Obituary excerpt...
Mr. Kinzler saved (Skylab) with a parasol.
When Skylab shed its shield, most of the proposed solutions entailed a spacewalk, with all its inherent dangers. To Mr. Kinzler, that was an unattractive prospect: The commander of Skylab’s crew, Charles Conrad Jr., known as Pete, was his next-door neighbor and friend.
What was needed, Mr. Kinzler knew, was a fix that could be done from the inside. He learned that Skylab had an airlock — a narrow passage meant for use as a camera port — near the site of the damage. It might be possible, he thought, to build a kind of flat, collapsible shade tree, which could be extruded through the airlock and, once outside, made to bloom.
He phoned a sporting-goods store and ordered a set of fiberglass fishing rods. The salient thing about them was not that they caught fish, but that they telescoped.
To build his prototype, Mr. Kinzler arranged four rods like the ribs of an immense umbrella, securing one to each side of a piece of parachute silk roughly 24 feet square. Folded, the parasol would just fit into the airlock. Once extruded, its canopy could be snapped open by means of springs.
Normally, Mr. Kinzler said in interviews, the design, building and approval of such novel equipment might take NASA six months. His parasol was ready in six days — six days in which he and his staff of more than 100 lived, worked and slept in the Johnson Space Center.
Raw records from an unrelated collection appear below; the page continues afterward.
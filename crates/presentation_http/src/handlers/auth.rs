//! OAuth sign-in relay and API-key session records

use axum::{
    Json,
    extract::{Path, Query, State},
    http::{StatusCode, header},
    response::{IntoResponse, Response},
};
use chrono::{DateTime, Utc};
use domain::{ApiKeySession, NewApiKeySession, UserId};
use serde::{Deserialize, Serialize};
use tracing::{info, instrument};
use utoipa::{IntoParams, ToSchema};
use validator::Validate;

use crate::{error::ApiError, middleware::ValidatedJson, state::AppState};

#[derive(Debug, Deserialize, IntoParams)]
pub struct GoogleSignInQuery {
    /// Where the identity provider sends the browser afterwards
    #[serde(rename = "redirectTo")]
    pub redirect_to: Option<String>,
}

/// Body of `POST /api/auth/session`
///
/// Both ids are optional at the JSON level so that a missing value yields
/// the same 400 as an empty one.
#[derive(Debug, Deserialize, Validate, ToSchema)]
#[schema(example = json!({"user_id": "a1b2c3", "api_key": "sk-...", "provider": "openai"}))]
pub struct SessionRequest {
    pub user_id: Option<String>,
    pub api_key: Option<String>,
    pub provider: Option<String>,
}

#[derive(Debug, Serialize, Deserialize, ToSchema)]
pub struct SessionResponse {
    #[serde(skip_serializing_if = "Option::is_none")]
    pub id: Option<String>,
    pub user_id: String,
    pub api_key: String,
    #[serde(skip_serializing_if = "Option::is_none")]
    pub provider: Option<String>,
    #[serde(skip_serializing_if = "Option::is_none")]
    pub created_at: Option<DateTime<Utc>>,
}

impl From<ApiKeySession> for SessionResponse {
    fn from(session: ApiKeySession) -> Self {
        Self {
            id: session.id,
            user_id: session.user_id.to_string(),
            api_key: session.api_key,
            provider: session.provider,
            created_at: session.created_at,
        }
    }
}

/// Start Google sign-in
#[utoipa::path(
    get,
    path = "/api/auth/google",
    tag = "auth",
    params(GoogleSignInQuery),
    responses(
        (status = 302, description = "Redirect to the identity provider"),
        (status = 500, description = "Identity provider not configured", body = crate::error::ErrorResponse)
    )
)]
#[instrument(skip(state))]
pub async fn google_sign_in(
    State(state): State<AppState>,
    Query(query): Query<GoogleSignInQuery>,
) -> Result<Response, ApiError> {
    let url = state.auth.google_sign_in_url(query.redirect_to.as_deref())?;
    Ok((StatusCode::FOUND, [(header::LOCATION, url)]).into_response())
}

/// Store a user's API key
#[utoipa::path(
    post,
    path = "/api/auth/session",
    tag = "auth",
    request_body = SessionRequest,
    responses(
        (status = 201, description = "Session stored", body = SessionResponse),
        (status = 400, description = "user_id or api_key missing", body = crate::error::ErrorResponse),
        (status = 500, description = "Store error", body = crate::error::ErrorResponse)
    )
)]
#[instrument(skip(state, request))]
pub async fn store_session(
    State(state): State<AppState>,
    ValidatedJson(request): ValidatedJson<SessionRequest>,
) -> Result<(StatusCode, Json<SessionResponse>), ApiError> {
    let session = NewApiKeySession::new(
        request.user_id.as_deref(),
        request.api_key.as_deref(),
        request.provider,
    )?;
    let stored = state.auth.store_session(session).await?;
    info!(user_id = %stored.user_id, "API key session stored");
    Ok((StatusCode::CREATED, Json(stored.into())))
}

/// Fetch the stored API key of a user
#[utoipa::path(
    get,
    path = "/api/auth/session/{user_id}",
    tag = "auth",
    params(("user_id" = String, Path, description = "User ID")),
    responses(
        (status = 200, description = "Stored session", body = SessionResponse),
        (status = 404, description = "No session for this user", body = crate::error::ErrorResponse)
    )
)]
#[instrument(skip(state))]
pub async fn get_session(
    State(state): State<AppState>,
    Path(user_id): Path<String>,
) -> Result<Json<SessionResponse>, ApiError> {
    // a blank id can never have a session
    let user_id = UserId::parse(&user_id)
        .map_err(|_| ApiError::NotFound("Session not found".to_string()))?;
    let session = state.auth.get_session(&user_id).await?;
    Ok(Json(session.into()))
}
The finished parasol, built from telescoping aluminum tubes and silver-and-orange fabric of nylon, Mylar and aluminum, was stowed aboard the crew’s Apollo spacecraft. At 9 a.m. on May 25, the crew — Commander Conrad, Joseph P. Kerwin and Paul J. Weitz — took off from the John F. Kennedy Space Center in Florida.
Just before midnight they docked with Skylab, where the interior temperature was approaching 130 degrees Fahrenheit; wearing spacesuits, they could work there for short periods.
On May 26, after ensuring the station was free of hazardous gases, crew members pushed the parasol through the airlock and released the canopy. It did not open fully — it remained partly puckered — but in the end that did not matter.
Over the next few days, Skylab’s inside temperature fell to a companionable 70 degrees. Shedding their suits, the astronauts completed their 28-day mission.
For his work, Mr. Kinzler received the Distinguished Service Medal, NASA’s highest honor.
By the time he saved Skylab, Mr. Kinzler was already an experienced unfurler. In the late 1960s, as the United States raced to put a man on the moon, NASA officials asked him to suggest what that man might do to mark the occasion once he got there.
Plant a flag, Mr. Kinzler said, and leave a plaque.
3 comments:
Well you learn something everyday.
What a neat story.
And some of our often unnamed are pretty awesome.
Thank you Mr. Kinzler. Condolences to the family.
Thanks Lem.
Reminds me of Apollo 13 and the jury-rigging of the air exchange, the calculating of their course manually, then flying by the seat of their pants into the atmoshpere. I think it was a bigger coup than the first moon landing, really.
Good writing, great story.
One which parallels with the video Chip Ahoy posted yesterday of the individual planes as blips of light connecting people to places and new situations around the globe, revealing the power and place of one within a bigger picture.
Both posts inspired and validated the significance of one within a greater reality.